I think people have got things a bit backwards when it comes why Amiga didn't get the same games the PC did. Sure an A1200 with an 020 and AGA and fast ram was underpowered by then, but most games were written for an A500 spec anyway: there were very few AGA only games. Why did this happen? Because for every owner who bought an AGA machine probably 10x as many stuck with their OCS/ECS-which usually was an A500. Hell, they wouldn't even buy a hard drive, so most games weren't even hard drive installable! Even a hard drive would have improved the quality and complexity of games, but no, people kept their floppy only A500's.
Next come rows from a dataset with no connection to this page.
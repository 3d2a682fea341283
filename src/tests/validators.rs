//		Packages

use super::*;
use claims::{assert_err_eq, assert_ok_eq};
use rubedo::sugar::s;



//		Tests

mod integrality {
	use super::*;

	//		integrality_check													
	#[test]
	fn integrality_check__non_decimal_string() {
		assert_ok_eq!(integrality_check(Constructable::from("64")), Constructable::from("64"));
	}
	#[test]
	fn integrality_check__non_decimal_number() {
		assert_ok_eq!(integrality_check(Constructable::from(288)),       Constructable::from(288));
		assert_ok_eq!(integrality_check(Constructable::from(288.0_f64)), Constructable::from(288.0_f64));
		assert_ok_eq!(integrality_check(Constructable::from(-0.0_f64)),  Constructable::from(-0.0_f64));
	}
	#[test]
	fn integrality_check__big() {
		let big = BigInt::from(288);
		assert_ok_eq!(integrality_check(Constructable::from(&big)), Constructable::from(big));
	}
	#[test]
	fn integrality_check__decimal_string() {
		assert_err_eq!(integrality_check(Constructable::from("6.4")),  IntegerError::FloatingPointNotSupported);
		assert_err_eq!(integrality_check(Constructable::from("6.")),   IntegerError::FloatingPointNotSupported);
		assert_err_eq!(integrality_check(Constructable::from(".5")),   IntegerError::FloatingPointNotSupported);
		assert_err_eq!(integrality_check(Constructable::from("6.0")),  IntegerError::FloatingPointNotSupported);
	}
	#[test]
	fn integrality_check__decimal_number() {
		assert_err_eq!(integrality_check(Constructable::from(28.8_f64)), IntegerError::FloatingPointNotSupported);
		assert_err_eq!(integrality_check(Constructable::from(0.5_f32)),  IntegerError::FloatingPointNotSupported);
	}
	#[test]
	fn integrality_check__non_finite() {
		assert_err_eq!(integrality_check(Constructable::from(f64::NAN)),          IntegerError::FloatingPointNotSupported);
		assert_err_eq!(integrality_check(Constructable::from(f64::INFINITY)),     IntegerError::FloatingPointNotSupported);
		assert_err_eq!(integrality_check(Constructable::from(f64::NEG_INFINITY)), IntegerError::FloatingPointNotSupported);
	}
	#[test]
	fn integrality_check__malformed_left_for_parser() {
		assert_ok_eq!(integrality_check(Constructable::from("abc")), Constructable::from("abc"));
	}
}

mod bit_length {
	use super::*;

	//		bit_length_check													
	#[test]
	fn bit_length_check__at_limit() {
		for width in 1_u16..=256 {
			let max: BigInt = (BigInt::from(1) << width) - 1;
			assert_ok_eq!(bit_length_check(width)(max.clone()), max);
		}
	}
	#[test]
	fn bit_length_check__over_limit() {
		for width in 1_u16..=256 {
			let over = BigInt::from(1) << width;
			assert_err_eq!(
				bit_length_check(width)(over),
				IntegerError::InvalidSize { expected: width, actual: u64::from(width) + 1 },
			);
		}
	}
	#[test]
	fn bit_length_check__eight_bits() {
		assert_ok_eq!(bit_length_check(8)(BigInt::from(255)),   BigInt::from(255));
		assert_ok_eq!(bit_length_check(8)(BigInt::from(-255)),  BigInt::from(-255));
		assert_err_eq!(bit_length_check(8)(BigInt::from(256)),  IntegerError::InvalidSize { expected: 8, actual: 9 });
		assert_err_eq!(bit_length_check(8)(BigInt::from(-256)), IntegerError::InvalidSize { expected: 8, actual: 9 });
	}
	#[test]
	fn bit_length_check__zero() {
		assert_ok_eq!(bit_length_check(0)(BigInt::from(0)), BigInt::from(0));
		assert_ok_eq!(bit_length_check(8)(BigInt::from(0)), BigInt::from(0));
	}
}

mod sign {
	use super::*;

	//		negative_check														
	#[test]
	fn negative_check__positive() {
		assert_ok_eq!(negative_check(BigInt::from(1)), BigInt::from(1));
	}
	#[test]
	fn negative_check__zero() {
		assert_ok_eq!(negative_check(BigInt::from(0)), BigInt::from(0));
	}
	#[test]
	fn negative_check__negative() {
		assert_err_eq!(negative_check(BigInt::from(-1)), IntegerError::NegativeUnsigned);
	}
}

mod signed_range {
	use super::*;

	//		signed_range_check													
	#[test]
	fn signed_range_check__within() {
		let check = signed_range_check(8);
		assert_ok_eq!(check(BigInt::from(127)),  BigInt::from(127));
		assert_ok_eq!(check(BigInt::from(-128)), BigInt::from(-128));
		assert_ok_eq!(check(BigInt::from(0)),    BigInt::from(0));
		assert_ok_eq!(check(BigInt::from(-1)),   BigInt::from(-1));
	}
	#[test]
	fn signed_range_check__overflow() {
		assert_err_eq!(
			signed_range_check(8)(BigInt::from(128)),
			IntegerError::Overflow { capacity: 8, value: s!("128"), required: 9 },
		);
		assert_err_eq!(
			signed_range_check(8)(BigInt::from(255)),
			IntegerError::Overflow { capacity: 8, value: s!("255"), required: 9 },
		);
	}
	#[test]
	fn signed_range_check__underflow() {
		assert_err_eq!(
			signed_range_check(8)(BigInt::from(-129)),
			IntegerError::Underflow { capacity: 8, value: s!("-129"), required: 9 },
		);
		assert_err_eq!(
			signed_range_check(8)(BigInt::from(-256)),
			IntegerError::Underflow { capacity: 8, value: s!("-256"), required: 9 },
		);
	}
	#[test]
	fn signed_range_check__all_widths() {
		for width in [8_u16, 16, 32, 64, 128, 256] {
			let check = signed_range_check(width);
			let half  = BigInt::from(1) << (width - 1);
			assert_ok_eq!(check(&half - 1),         &half - 1);
			assert_ok_eq!(check(-half.clone()),     -half.clone());
			assert!(check(half.clone()).is_err());
			assert!(check(-half - 1).is_err());
		}
	}
}
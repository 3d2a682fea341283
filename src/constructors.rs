//! The construction pipeline, and the public constructors built from it.
//!
//! Every constructor runs the same ordered chain of stages, joined with
//! [`bind()`] so that the first failure wins:
//!
//!   1. [`integrality_check()`]
//!   2. [`to_arbitrary_precision()`]
//!   3. [`bit_length_check()`]
//!   4. [`negative_check()`] for unsigned integers, or [`signed_range_check()`]
//!      for signed integers when the [`TwosComplement`](SignedRange::TwosComplement)
//!      policy is selected
//!   5. [`specialize()`]
//!
//! ```
//! use safewords::{IntegerError, uint8};
//!
//! assert_eq!(uint8("255").unwrap().to_string(), "255");
//! assert_eq!(uint8("256"), Err(IntegerError::InvalidSize { expected: 8, actual: 9 }));
//! assert_eq!(uint8(-1),    Err(IntegerError::NegativeUnsigned));
//! assert_eq!(uint8("6.4"), Err(IntegerError::FloatingPointNotSupported));
//! ```



//		Modules

#[cfg(test)]
#[path = "tests/constructors.rs"]
mod tests;



//		Packages

use crate::{
	big::to_arbitrary_precision,
	config::{ConstructorConfig, SignedRange},
	constructable::Constructable,
	errors::IntegerError,
	integer::{Int8, Int16, Int32, Int64, Int128, Int256, Integer, specialize},
	integer::{Uint8, Uint16, Uint32, Uint64, Uint128, Uint256},
	pipeline::bind,
	validators::{bit_length_check, integrality_check, negative_check, signed_range_check},
};
use num_bigint::BigInt;
use tracing::{debug, trace};



//		Structs

//		Constructor																
/// A configured construction pipeline for one width and signedness.
/// 
/// The free functions such as [`safe_uint_constructor()`] and [`uint8()`] are
/// built on this, and are the usual way to construct integers. Use a
/// [`Constructor`] directly when the width is only known at runtime, or when a
/// non-default [`ConstructorConfig`] is needed.
/// 
/// ```
/// use safewords::{Constructor, ConstructorConfig, IntegerError, SignedRange};
/// 
/// let lenient = Constructor::signed(8);
/// let strict  = lenient.with_config(ConstructorConfig::new(SignedRange::TwosComplement));
/// 
/// assert!(lenient.construct(200).is_ok());
/// assert!(matches!(strict.construct(200), Err(IntegerError::Overflow { .. })));
/// ```
/// 
#[derive(Clone, Copy, Debug, Eq, Hash, PartialEq)]
pub struct Constructor {
	/// The requested width, in bits.
	width:  u16,

	/// Whether the integer is signed.
	signed: bool,

	/// The construction policy.
	config: ConstructorConfig,
}

//󰭅		Constructor																
impl Constructor {
	//		Constructors														

	//		new																	
	/// Creates a constructor with the default configuration.
	/// 
	/// The width is not checked here. A width without a matching [`Integer`]
	/// variant runs the pipeline as normal, and is then rejected by
	/// [`specialize()`].
	/// 
	/// # Parameters
	/// 
	/// * `width`  - The width, in bits.
	/// * `signed` - Whether the integer is signed.
	/// 
	#[must_use]
	pub const fn new(width: u16, signed: bool) -> Self {
		Self { width, signed, config: ConstructorConfig::new(SignedRange::BitLength) }
	}

	//		signed																
	/// Creates a signed constructor with the default configuration.
	#[must_use]
	pub const fn signed(width: u16) -> Self {
		Self::new(width, true)
	}

	//		unsigned															
	/// Creates an unsigned constructor with the default configuration.
	#[must_use]
	pub const fn unsigned(width: u16) -> Self {
		Self::new(width, false)
	}

	//		with_config															
	/// Replaces the configuration.
	#[must_use]
	pub const fn with_config(mut self, config: ConstructorConfig) -> Self {
		self.config = config;
		self
	}

	//		Public methods														

	//		config																
	/// The configuration in use.
	#[must_use]
	pub const fn config(&self) -> ConstructorConfig {
		self.config
	}

	//		construct															
	/// Runs the pipeline on a value.
	/// 
	/// # Parameters
	/// 
	/// * `input` - The value to construct the integer from.
	/// 
	/// # Errors
	/// 
	/// Returns the error raised by the first stage that fails. No later stage is
	/// run once one has failed.
	/// 
	pub fn construct(&self, input: impl Into<Constructable>) -> Result<Integer, IntegerError> {
		let (width, signed) = (self.width, self.signed);
		let input           = input.into();
		trace!(width, signed, %input, "Constructing integer");

		let checked = bind(integrality_check)(Ok(input));
		let parsed  = bind(to_arbitrary_precision)(checked);
		let sized   = bind(bit_length_check(width))(parsed);
		let ranged  = match (signed, self.config.signed_range) {
			(false, _)                           => bind(negative_check)(sized),
			(true,  SignedRange::BitLength)      => sized,
			(true,  SignedRange::TwosComplement) => bind(signed_range_check(width))(sized),
		};
		bind(|value: BigInt| specialize(width, signed, value))(ranged)
			.inspect_err(|err| debug!(width, signed, %err, "Rejected integer"))
	}

	//		is_signed															
	/// Whether the constructor produces signed integers.
	#[must_use]
	pub const fn is_signed(&self) -> bool {
		self.signed
	}

	//		width																
	/// The requested width, in bits.
	#[must_use]
	pub const fn width(&self) -> u16 {
		self.width
	}
}



//		Functions

//		safe_uint_constructor													
/// Creates the unsigned construction pipeline for a width.
/// 
/// # Parameters
/// 
/// * `width` - The width, in bits.
/// 
pub fn safe_uint_constructor(width: u16) -> impl Fn(Constructable) -> Result<Integer, IntegerError> + Copy {
	let constructor = Constructor::unsigned(width);
	move |input| constructor.construct(input)
}

//		safe_int_constructor													
/// Creates the signed construction pipeline for a width, using the default
/// [`SignedRange::BitLength`] policy.
/// 
/// # Parameters
/// 
/// * `width` - The width, in bits.
/// 
pub fn safe_int_constructor(width: u16) -> impl Fn(Constructable) -> Result<Integer, IntegerError> + Copy {
	safe_int_constructor_with(width, SignedRange::default())
}

//		safe_int_constructor_with												
/// Creates the signed construction pipeline for a width, using the given range
/// policy.
/// 
/// # Parameters
/// 
/// * `width`        - The width, in bits.
/// * `signed_range` - How strictly to check the range of the value.
/// 
pub fn safe_int_constructor_with(
	width:        u16,
	signed_range: SignedRange,
) -> impl Fn(Constructable) -> Result<Integer, IntegerError> + Copy {
	let constructor = Constructor::signed(width).with_config(ConstructorConfig::new(signed_range));
	move |input| constructor.construct(input)
}

/// Generates a per-width constructor by fixing the width and signedness, and
/// narrowing the resulting [`Integer`] to the matching typed word.
macro_rules! fixed_constructor {
	($($name:ident => $word:ident, $pipeline:ident, $bits:literal, $kind:literal;)+) => {
		$(
			#[doc = concat!("Constructs ", $kind, " ", stringify!($bits), "-bit integer.")]
			/// 
			/// # Errors
			/// 
			/// Returns the error raised by the first stage of the pipeline that
			/// fails.
			/// 
			pub fn $name(input: impl Into<Constructable>) -> Result<$word, IntegerError> {
				bind(<$word as TryFrom<Integer>>::try_from)($pipeline($bits)(input.into()))
			}
		)+
	};
}

fixed_constructor! {
	uint8   => Uint8,   safe_uint_constructor, 8,   "an unsigned";
	uint16  => Uint16,  safe_uint_constructor, 16,  "an unsigned";
	uint32  => Uint32,  safe_uint_constructor, 32,  "an unsigned";
	uint64  => Uint64,  safe_uint_constructor, 64,  "an unsigned";
	uint128 => Uint128, safe_uint_constructor, 128, "an unsigned";
	uint256 => Uint256, safe_uint_constructor, 256, "an unsigned";
	int8    => Int8,    safe_int_constructor,  8,   "a signed";
	int16   => Int16,   safe_int_constructor,  16,  "a signed";
	int32   => Int32,   safe_int_constructor,  32,  "a signed";
	int64   => Int64,   safe_int_constructor,  64,  "a signed";
	int128  => Int128,  safe_int_constructor,  128, "a signed";
	int256  => Int256,  safe_int_constructor,  256, "a signed";
}
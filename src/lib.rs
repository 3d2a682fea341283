//! The Safewords crate constructs validated fixed-width integers, signed and
//! unsigned, from 8 to 256 bits.
//!
//! Values can be constructed from decimal strings, native numbers, or
//! [`BigInt`](num_bigint::BigInt)s. Every construction returns a [`Result`],
//! and the value is only tagged with its width and signedness once it has
//! passed every check.
//!
//! ```
//! use safewords::{IntegerError, Uint8, extract, int16, uint8};
//! use num_bigint::BigInt;
//!
//! let byte = uint8("255").unwrap();
//! assert_eq!(*byte.value(), BigInt::from(255));
//!
//! let described = extract(|e: IntegerError| e.to_string(), |v: Uint8| v.to_string())(uint8("256"));
//! assert_eq!(described, "Invalid size, expected size: 8, actual size: 9");
//!
//! assert!(int16(BigInt::from(-32_768)).is_ok());
//! ```



//		Global configuration

//	Customisations of the standard linting configuration
#![allow(clippy::items_after_test_module, reason = "Not needed with separated tests")]

//	Lints specifically disabled for unit tests
#![cfg_attr(test, allow(
	non_snake_case,
	clippy::arithmetic_side_effects,
	clippy::cast_lossless,
	clippy::cast_precision_loss,
	clippy::cognitive_complexity,
	clippy::default_numeric_fallback,
	clippy::exhaustive_enums,
	clippy::exhaustive_structs,
	clippy::expect_used,
	clippy::float_cmp,
	clippy::indexing_slicing,
	clippy::let_underscore_must_use,
	clippy::let_underscore_untyped,
	clippy::missing_assert_message,
	clippy::missing_panics_doc,
	clippy::must_use_candidate,
	clippy::panic,
	clippy::print_stdout,
	clippy::unwrap_in_result,
	clippy::unwrap_used,
	reason = "Not useful in unit tests"
))]



//		Modules

pub mod big;
mod config;
mod constructable;
mod constructors;
mod errors;
mod integer;
pub mod pipeline;
pub mod validators;



//		Packages

pub use config::{ConstructorConfig, SignedRange};
pub use constructable::{Constructable, Native};
pub use constructors::{
	Constructor,
	int8,
	int16,
	int32,
	int64,
	int128,
	int256,
	safe_int_constructor,
	safe_int_constructor_with,
	safe_uint_constructor,
	uint8,
	uint16,
	uint32,
	uint64,
	uint128,
	uint256,
};
pub use errors::IntegerError;
pub use integer::{
	Int8,
	Int16,
	Int32,
	Int64,
	Int128,
	Int256,
	Integer,
	Uint8,
	Uint16,
	Uint32,
	Uint64,
	Uint128,
	Uint256,
	Width,
	Word,
	integer_to_big,
	safe_integer_to_big,
	specialize,
};
pub use pipeline::{bind, extract, loudly_extract, map};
AGA was never properly utilized till the end of its life beacsue the perceived install base was too small for the software houses to put the time and effort to write games to get the most out of it. If they had, the next logical step would have been to write for A1200 AGA+hard drive +4 Meg RAM, then an A1200 '030 with 8 Meg ram +Cd ROM: the software would have driven the sale of hardware until AAA arrived.
If more people did buy an A1200, the software houses might have been convinced not to write their software to run on 512k A500. In reality the infamous stinginess of the average Amiga user who thought an A500 with 512 meg ram should run the latest release software for 12 years was to blame for AGA's market failure as Commodore's management was.
Going by some of the posts I've been reading on various forums it seems even today people seem to think new software should run on a A500!